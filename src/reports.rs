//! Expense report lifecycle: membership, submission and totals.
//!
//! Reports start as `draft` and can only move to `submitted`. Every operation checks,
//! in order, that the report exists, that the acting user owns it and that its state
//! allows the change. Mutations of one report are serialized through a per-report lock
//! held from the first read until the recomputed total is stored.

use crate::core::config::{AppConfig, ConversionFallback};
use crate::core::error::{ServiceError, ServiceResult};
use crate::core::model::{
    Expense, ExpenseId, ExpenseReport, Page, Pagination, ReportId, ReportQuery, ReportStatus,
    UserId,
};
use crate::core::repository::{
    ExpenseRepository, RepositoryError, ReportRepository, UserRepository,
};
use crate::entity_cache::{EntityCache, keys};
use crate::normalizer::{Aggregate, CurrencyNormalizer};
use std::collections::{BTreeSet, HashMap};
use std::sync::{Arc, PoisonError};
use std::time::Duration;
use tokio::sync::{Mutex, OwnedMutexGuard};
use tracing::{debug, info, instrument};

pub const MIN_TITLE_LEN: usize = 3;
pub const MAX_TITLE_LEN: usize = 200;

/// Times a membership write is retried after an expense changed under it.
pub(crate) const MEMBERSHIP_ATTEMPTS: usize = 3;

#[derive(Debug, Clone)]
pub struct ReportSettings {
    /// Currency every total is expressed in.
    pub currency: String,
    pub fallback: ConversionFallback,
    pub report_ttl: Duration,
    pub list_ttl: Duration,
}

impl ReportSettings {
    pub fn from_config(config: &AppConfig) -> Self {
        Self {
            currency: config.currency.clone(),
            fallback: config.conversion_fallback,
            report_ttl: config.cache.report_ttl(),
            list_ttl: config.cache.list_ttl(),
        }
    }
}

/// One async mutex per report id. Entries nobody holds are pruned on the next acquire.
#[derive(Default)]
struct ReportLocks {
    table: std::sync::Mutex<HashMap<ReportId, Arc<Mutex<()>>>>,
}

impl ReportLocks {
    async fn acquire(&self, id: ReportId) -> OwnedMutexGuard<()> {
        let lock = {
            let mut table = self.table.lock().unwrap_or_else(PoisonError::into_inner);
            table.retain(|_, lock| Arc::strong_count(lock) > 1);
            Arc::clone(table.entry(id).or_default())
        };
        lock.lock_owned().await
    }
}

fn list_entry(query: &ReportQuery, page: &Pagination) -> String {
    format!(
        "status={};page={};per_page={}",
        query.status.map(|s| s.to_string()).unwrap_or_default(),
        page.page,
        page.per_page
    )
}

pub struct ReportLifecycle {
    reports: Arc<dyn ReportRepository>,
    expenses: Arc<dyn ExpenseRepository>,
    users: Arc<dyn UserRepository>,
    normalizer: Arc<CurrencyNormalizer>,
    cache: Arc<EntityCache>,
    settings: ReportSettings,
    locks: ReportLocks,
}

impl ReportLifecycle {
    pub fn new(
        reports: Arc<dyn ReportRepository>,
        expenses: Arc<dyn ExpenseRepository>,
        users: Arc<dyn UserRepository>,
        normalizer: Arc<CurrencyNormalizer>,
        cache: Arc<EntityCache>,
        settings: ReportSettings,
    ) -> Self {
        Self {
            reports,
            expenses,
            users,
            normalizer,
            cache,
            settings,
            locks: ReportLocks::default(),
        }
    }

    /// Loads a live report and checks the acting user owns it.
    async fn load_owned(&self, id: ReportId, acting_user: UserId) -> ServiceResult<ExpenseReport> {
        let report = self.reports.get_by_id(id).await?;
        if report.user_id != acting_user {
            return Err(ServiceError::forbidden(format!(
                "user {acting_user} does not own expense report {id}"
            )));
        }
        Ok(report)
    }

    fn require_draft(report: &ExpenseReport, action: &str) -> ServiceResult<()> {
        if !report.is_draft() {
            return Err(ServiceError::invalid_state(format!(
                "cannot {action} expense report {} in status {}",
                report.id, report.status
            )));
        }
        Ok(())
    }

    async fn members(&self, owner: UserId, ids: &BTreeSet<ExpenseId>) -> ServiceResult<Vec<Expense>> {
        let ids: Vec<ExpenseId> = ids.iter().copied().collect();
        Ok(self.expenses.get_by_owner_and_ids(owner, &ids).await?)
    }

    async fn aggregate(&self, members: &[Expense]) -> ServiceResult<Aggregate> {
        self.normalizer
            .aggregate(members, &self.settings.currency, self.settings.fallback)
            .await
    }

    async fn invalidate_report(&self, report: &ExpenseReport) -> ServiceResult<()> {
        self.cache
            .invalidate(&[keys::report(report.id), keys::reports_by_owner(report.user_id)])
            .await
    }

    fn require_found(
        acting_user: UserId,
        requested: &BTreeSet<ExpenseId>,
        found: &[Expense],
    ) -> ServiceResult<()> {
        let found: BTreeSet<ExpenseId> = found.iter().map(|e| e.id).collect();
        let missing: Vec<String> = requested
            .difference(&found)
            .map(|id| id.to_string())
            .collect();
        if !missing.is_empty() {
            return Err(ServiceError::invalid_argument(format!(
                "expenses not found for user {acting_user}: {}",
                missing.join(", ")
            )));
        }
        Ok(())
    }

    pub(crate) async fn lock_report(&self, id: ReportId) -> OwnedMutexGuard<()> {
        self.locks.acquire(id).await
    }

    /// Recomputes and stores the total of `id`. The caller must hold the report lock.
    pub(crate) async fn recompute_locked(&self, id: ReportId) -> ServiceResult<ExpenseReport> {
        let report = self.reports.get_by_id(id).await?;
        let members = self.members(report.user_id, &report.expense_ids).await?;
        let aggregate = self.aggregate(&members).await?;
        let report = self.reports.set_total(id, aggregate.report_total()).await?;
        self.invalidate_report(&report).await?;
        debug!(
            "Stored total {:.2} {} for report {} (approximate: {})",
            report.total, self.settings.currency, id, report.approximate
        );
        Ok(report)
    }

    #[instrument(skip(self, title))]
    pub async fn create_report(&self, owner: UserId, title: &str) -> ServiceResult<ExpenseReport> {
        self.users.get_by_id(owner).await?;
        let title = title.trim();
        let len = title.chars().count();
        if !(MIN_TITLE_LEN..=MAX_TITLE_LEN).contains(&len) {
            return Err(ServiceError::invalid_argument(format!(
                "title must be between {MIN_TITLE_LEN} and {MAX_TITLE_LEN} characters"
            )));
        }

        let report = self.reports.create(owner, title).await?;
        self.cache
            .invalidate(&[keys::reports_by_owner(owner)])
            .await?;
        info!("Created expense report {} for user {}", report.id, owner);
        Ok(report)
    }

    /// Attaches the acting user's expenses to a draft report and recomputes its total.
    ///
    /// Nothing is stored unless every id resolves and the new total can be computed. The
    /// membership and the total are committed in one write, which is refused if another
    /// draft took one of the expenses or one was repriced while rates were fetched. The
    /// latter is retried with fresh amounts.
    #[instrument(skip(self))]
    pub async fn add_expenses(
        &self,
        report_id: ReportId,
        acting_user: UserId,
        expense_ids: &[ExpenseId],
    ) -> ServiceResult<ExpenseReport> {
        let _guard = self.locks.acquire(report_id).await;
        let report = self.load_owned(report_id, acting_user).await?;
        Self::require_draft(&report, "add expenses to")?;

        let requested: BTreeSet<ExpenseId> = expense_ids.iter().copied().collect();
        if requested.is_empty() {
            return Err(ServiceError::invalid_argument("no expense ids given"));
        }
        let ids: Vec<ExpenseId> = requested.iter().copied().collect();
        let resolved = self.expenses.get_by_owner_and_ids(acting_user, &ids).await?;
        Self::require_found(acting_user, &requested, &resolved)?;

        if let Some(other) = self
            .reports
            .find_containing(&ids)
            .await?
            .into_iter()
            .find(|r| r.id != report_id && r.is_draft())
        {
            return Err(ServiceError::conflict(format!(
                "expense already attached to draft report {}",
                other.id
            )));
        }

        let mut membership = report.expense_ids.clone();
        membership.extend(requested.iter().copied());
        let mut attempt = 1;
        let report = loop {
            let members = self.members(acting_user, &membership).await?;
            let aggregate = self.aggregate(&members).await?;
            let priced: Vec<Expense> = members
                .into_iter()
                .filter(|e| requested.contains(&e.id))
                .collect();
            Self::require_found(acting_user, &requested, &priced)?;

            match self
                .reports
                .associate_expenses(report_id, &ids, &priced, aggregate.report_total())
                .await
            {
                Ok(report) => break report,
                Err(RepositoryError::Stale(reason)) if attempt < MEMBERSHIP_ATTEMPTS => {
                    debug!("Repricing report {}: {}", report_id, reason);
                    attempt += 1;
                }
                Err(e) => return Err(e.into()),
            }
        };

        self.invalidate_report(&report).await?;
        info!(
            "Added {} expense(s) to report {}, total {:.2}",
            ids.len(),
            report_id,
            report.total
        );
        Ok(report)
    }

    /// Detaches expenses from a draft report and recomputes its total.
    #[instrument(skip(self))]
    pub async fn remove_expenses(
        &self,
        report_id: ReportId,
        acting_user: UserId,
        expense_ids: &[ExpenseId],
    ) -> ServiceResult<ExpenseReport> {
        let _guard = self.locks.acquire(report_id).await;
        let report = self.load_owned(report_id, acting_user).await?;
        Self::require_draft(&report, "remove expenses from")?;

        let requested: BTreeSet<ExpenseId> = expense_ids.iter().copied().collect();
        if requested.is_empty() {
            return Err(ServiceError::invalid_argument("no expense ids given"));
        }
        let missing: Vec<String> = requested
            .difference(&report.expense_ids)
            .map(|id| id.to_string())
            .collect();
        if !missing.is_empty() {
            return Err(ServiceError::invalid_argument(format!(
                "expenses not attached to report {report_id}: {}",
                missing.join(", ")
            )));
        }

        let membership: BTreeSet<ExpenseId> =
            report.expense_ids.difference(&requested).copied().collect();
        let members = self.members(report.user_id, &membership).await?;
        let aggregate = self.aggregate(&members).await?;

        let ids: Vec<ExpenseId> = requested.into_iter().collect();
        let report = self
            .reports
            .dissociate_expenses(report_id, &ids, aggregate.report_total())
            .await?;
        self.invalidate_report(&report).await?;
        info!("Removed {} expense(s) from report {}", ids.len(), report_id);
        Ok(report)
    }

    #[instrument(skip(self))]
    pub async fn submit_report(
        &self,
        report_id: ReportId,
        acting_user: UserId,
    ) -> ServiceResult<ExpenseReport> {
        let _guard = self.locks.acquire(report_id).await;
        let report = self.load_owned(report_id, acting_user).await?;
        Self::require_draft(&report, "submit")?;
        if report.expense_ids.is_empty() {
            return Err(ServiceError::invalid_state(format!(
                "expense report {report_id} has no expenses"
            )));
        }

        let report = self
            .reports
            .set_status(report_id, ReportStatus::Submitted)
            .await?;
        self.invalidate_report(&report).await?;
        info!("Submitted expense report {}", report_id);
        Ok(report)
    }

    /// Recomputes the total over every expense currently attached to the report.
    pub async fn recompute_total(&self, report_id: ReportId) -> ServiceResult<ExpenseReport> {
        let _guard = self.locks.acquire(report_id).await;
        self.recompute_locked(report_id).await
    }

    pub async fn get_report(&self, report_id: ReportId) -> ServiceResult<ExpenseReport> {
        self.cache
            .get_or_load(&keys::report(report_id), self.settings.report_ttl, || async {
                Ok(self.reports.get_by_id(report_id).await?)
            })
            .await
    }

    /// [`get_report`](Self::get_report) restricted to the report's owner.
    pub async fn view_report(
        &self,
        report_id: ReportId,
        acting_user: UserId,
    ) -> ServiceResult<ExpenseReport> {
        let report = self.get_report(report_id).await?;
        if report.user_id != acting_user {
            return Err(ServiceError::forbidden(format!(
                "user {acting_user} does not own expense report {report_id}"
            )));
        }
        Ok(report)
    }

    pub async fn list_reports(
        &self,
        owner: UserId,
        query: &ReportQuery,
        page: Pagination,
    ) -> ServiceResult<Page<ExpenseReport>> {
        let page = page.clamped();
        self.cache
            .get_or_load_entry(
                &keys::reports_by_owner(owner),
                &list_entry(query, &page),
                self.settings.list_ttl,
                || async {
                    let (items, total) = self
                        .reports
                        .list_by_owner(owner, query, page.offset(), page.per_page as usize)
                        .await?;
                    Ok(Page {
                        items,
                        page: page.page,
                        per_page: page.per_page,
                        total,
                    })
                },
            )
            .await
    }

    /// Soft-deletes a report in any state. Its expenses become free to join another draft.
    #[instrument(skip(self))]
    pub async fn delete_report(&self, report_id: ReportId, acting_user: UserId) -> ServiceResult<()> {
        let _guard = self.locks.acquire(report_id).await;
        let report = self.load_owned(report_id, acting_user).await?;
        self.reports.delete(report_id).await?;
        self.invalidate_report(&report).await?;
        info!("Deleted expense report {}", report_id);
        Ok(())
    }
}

* * *

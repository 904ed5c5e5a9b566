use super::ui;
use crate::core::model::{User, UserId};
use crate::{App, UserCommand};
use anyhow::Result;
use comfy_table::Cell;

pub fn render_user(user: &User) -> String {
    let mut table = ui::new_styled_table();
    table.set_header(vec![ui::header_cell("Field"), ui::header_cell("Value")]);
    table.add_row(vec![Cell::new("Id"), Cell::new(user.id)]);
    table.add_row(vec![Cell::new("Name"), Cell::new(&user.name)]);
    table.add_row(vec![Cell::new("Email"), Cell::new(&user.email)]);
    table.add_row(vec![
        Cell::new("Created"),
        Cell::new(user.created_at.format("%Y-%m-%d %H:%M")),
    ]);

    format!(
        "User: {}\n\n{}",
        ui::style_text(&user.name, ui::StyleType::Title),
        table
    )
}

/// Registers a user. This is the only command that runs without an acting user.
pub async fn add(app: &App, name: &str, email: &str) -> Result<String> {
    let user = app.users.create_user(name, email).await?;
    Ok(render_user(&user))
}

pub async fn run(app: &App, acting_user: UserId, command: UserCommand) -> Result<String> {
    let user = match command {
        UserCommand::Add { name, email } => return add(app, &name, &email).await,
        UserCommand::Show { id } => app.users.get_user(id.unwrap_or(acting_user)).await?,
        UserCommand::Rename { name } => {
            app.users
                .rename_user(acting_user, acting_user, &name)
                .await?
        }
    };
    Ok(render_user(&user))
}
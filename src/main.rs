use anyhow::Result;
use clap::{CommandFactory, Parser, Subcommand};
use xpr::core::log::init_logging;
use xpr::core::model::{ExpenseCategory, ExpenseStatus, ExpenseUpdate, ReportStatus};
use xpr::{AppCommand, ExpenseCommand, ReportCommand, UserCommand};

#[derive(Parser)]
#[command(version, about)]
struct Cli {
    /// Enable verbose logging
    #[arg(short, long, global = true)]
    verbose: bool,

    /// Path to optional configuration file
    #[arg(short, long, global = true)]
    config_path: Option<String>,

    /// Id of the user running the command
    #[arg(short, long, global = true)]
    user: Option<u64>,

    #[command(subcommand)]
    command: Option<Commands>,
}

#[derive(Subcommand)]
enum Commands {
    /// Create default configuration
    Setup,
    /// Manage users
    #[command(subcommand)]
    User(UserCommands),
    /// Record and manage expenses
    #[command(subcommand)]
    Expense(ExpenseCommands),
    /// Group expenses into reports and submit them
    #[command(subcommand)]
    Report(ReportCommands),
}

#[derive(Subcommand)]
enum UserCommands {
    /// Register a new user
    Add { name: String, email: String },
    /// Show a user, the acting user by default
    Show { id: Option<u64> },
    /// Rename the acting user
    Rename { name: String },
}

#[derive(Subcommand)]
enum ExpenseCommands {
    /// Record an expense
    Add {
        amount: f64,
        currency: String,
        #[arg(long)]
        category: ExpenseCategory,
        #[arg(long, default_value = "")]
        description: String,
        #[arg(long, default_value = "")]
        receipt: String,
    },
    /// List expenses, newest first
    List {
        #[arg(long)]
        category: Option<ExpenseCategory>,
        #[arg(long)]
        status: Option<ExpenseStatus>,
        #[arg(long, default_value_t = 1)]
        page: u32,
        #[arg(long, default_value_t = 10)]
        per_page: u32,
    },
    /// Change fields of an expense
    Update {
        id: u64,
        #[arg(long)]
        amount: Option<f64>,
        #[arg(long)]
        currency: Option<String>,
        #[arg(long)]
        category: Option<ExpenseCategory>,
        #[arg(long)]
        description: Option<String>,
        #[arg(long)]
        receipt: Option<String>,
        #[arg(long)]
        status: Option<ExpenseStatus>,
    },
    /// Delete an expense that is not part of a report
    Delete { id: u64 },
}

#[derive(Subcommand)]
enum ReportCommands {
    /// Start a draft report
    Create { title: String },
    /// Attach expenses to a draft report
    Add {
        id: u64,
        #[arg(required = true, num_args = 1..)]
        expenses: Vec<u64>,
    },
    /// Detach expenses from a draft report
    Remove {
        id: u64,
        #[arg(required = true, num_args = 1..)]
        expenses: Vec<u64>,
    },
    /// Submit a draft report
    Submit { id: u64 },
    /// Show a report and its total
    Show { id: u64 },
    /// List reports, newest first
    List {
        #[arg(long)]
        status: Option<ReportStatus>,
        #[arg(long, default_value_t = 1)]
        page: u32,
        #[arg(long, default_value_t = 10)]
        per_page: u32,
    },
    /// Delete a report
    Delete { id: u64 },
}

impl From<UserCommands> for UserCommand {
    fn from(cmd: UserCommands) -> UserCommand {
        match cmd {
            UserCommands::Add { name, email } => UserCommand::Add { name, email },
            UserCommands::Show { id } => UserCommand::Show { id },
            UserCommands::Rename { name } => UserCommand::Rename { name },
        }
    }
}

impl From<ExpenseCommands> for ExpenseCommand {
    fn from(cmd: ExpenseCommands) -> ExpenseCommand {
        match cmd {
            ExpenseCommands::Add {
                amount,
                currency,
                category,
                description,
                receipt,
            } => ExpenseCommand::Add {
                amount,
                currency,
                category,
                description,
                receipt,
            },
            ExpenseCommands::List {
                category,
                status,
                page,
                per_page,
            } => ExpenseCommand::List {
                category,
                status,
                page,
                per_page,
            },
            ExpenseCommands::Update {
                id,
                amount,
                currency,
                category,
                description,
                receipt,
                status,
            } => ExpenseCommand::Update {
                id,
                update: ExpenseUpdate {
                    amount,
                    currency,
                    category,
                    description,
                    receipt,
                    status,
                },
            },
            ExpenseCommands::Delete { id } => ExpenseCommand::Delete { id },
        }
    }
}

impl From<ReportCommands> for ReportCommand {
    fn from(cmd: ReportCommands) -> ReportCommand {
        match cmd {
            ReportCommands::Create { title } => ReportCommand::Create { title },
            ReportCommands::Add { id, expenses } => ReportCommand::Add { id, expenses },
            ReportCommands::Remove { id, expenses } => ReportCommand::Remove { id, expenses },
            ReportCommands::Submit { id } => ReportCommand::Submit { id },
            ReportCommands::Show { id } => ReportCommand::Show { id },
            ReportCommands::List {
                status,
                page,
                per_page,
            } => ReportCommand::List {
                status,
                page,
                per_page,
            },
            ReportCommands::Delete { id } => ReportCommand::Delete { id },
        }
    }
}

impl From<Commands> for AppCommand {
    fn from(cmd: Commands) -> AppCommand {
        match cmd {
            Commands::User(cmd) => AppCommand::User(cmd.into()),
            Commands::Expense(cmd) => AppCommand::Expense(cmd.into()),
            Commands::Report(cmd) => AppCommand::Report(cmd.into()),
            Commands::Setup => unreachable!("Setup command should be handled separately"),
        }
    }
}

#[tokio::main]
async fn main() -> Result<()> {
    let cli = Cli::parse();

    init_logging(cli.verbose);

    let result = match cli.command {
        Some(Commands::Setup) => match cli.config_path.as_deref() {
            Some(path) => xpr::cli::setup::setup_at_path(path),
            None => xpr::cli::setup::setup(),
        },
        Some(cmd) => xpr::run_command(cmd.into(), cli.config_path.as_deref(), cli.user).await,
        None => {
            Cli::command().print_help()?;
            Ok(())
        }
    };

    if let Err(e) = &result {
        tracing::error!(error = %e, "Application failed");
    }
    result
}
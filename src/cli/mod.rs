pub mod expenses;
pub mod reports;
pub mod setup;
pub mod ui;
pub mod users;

#### TO DO:
Pull out each line of the entries that contains "first".

#### RESPONSE:
//! held from the first read until the recomputed total is stored.
    /// List expenses, newest first
    /// List reports, newest first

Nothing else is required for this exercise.